Collected data entries
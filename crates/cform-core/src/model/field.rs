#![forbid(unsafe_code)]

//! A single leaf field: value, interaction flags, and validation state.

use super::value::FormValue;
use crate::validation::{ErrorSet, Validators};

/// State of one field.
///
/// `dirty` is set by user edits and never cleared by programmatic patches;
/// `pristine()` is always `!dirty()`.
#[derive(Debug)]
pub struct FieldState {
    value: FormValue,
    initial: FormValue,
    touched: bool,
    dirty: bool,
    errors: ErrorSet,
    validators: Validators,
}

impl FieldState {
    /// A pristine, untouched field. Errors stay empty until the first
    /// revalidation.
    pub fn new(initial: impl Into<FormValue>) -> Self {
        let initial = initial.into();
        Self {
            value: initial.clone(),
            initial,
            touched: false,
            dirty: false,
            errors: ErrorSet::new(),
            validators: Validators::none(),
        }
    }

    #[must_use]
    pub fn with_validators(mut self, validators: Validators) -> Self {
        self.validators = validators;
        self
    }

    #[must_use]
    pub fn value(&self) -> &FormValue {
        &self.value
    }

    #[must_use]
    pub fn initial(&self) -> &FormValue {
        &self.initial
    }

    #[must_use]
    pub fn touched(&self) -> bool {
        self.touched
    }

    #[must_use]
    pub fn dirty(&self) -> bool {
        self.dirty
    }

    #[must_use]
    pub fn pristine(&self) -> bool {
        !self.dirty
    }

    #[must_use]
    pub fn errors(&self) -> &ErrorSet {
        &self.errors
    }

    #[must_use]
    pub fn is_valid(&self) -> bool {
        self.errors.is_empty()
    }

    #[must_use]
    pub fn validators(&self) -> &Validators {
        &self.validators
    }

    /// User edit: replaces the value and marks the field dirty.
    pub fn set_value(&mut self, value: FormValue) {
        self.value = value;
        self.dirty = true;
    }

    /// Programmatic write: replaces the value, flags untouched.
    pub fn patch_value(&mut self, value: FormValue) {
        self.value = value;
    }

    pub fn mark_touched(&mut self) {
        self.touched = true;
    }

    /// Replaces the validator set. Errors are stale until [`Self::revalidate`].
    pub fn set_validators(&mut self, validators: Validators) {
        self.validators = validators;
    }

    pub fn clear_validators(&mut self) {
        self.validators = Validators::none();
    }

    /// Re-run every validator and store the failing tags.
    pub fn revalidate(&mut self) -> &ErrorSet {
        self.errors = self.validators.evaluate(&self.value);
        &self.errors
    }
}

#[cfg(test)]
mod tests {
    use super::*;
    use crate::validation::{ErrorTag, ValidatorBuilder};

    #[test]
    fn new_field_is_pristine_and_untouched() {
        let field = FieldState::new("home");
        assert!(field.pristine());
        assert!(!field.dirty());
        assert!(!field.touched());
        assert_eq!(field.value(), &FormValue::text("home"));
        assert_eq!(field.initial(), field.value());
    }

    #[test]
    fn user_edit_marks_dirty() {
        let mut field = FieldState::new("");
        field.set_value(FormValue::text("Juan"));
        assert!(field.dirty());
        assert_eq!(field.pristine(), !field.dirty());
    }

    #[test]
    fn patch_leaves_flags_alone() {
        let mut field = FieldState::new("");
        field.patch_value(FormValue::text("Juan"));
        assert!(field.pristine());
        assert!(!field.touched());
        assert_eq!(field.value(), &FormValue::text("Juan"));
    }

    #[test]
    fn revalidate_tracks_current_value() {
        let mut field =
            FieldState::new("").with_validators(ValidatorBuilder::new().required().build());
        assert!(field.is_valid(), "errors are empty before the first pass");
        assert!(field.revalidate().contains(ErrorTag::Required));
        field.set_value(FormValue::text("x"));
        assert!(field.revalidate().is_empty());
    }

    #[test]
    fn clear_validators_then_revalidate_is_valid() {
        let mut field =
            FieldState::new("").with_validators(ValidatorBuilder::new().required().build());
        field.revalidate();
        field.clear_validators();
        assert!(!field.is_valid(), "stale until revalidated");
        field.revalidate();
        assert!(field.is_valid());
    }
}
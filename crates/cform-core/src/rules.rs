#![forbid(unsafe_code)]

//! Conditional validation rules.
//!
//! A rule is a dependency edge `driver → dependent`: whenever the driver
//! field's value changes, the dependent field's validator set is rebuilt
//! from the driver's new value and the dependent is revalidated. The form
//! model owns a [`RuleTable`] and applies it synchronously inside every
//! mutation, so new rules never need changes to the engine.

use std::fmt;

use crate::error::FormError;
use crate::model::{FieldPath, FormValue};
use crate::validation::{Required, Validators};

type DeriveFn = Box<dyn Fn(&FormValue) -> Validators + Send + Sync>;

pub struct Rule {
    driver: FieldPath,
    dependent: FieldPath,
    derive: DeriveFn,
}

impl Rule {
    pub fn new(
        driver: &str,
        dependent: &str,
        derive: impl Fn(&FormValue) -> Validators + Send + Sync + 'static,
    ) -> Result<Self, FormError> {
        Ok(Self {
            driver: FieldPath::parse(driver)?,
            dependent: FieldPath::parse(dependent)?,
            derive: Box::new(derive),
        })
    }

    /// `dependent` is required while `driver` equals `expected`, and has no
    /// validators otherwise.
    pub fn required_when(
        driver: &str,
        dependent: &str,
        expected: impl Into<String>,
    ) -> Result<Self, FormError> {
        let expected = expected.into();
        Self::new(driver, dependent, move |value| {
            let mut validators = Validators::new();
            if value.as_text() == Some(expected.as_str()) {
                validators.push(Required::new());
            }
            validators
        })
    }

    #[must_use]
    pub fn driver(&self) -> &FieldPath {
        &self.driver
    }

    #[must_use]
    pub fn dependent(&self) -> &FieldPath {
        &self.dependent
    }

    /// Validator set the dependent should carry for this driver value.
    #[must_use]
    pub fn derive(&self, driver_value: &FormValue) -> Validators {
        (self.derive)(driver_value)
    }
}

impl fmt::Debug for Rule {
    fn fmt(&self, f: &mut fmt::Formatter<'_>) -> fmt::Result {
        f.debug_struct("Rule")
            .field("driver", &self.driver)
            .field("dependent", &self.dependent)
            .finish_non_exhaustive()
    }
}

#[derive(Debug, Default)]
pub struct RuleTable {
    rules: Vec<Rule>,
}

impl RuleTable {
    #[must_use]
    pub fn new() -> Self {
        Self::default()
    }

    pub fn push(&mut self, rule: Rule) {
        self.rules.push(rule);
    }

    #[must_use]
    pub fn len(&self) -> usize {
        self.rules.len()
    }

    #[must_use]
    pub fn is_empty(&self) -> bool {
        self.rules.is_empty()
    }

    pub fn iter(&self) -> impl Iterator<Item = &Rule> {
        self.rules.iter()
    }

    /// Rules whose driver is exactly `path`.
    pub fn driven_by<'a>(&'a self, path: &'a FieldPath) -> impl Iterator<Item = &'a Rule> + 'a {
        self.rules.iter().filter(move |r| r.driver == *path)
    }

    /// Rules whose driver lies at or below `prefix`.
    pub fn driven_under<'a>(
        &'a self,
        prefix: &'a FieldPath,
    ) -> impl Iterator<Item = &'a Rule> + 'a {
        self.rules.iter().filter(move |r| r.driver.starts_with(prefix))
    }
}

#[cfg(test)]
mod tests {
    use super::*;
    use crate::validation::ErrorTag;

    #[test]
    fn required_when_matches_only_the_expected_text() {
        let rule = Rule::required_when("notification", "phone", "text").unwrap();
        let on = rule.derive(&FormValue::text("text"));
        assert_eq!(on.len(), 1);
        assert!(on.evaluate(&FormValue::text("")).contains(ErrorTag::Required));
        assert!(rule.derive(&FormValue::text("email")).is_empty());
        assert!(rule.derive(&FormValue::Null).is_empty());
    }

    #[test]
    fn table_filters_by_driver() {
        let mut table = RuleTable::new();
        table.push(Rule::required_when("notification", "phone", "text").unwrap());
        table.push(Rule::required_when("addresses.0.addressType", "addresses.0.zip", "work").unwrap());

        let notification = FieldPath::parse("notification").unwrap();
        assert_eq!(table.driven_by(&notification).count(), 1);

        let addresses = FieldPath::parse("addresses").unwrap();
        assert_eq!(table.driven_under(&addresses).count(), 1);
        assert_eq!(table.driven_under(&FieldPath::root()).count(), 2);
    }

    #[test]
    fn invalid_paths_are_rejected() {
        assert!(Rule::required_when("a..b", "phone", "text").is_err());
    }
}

EXERCISE GOAL:
Whenever a line above has the word "cform" in it, copy that line.

ANSWER TO THE EXERCISE:
filename crates/cform-core/src/model/field.rs
filename crates/cform-core/src/rules.rs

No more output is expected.